Given data

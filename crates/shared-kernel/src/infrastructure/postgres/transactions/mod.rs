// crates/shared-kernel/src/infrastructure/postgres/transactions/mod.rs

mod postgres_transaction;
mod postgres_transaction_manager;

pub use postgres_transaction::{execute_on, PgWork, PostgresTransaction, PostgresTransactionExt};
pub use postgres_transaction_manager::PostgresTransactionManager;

Aim of the task
Return the full listing. Keep each line exactly as it stands.

Expected answer
filename crates/shared-kernel/src/infrastructure/postgres/transactions/mod.rs
// crates/shared-kernel/src/infrastructure/postgres/transactions/mod.rs

mod postgres_transaction;
mod postgres_transaction_manager;

pub use postgres_transaction::{execute_on, PgWork, PostgresTransaction, PostgresTransactionExt};
pub use postgres_transaction_manager::PostgresTransactionManager;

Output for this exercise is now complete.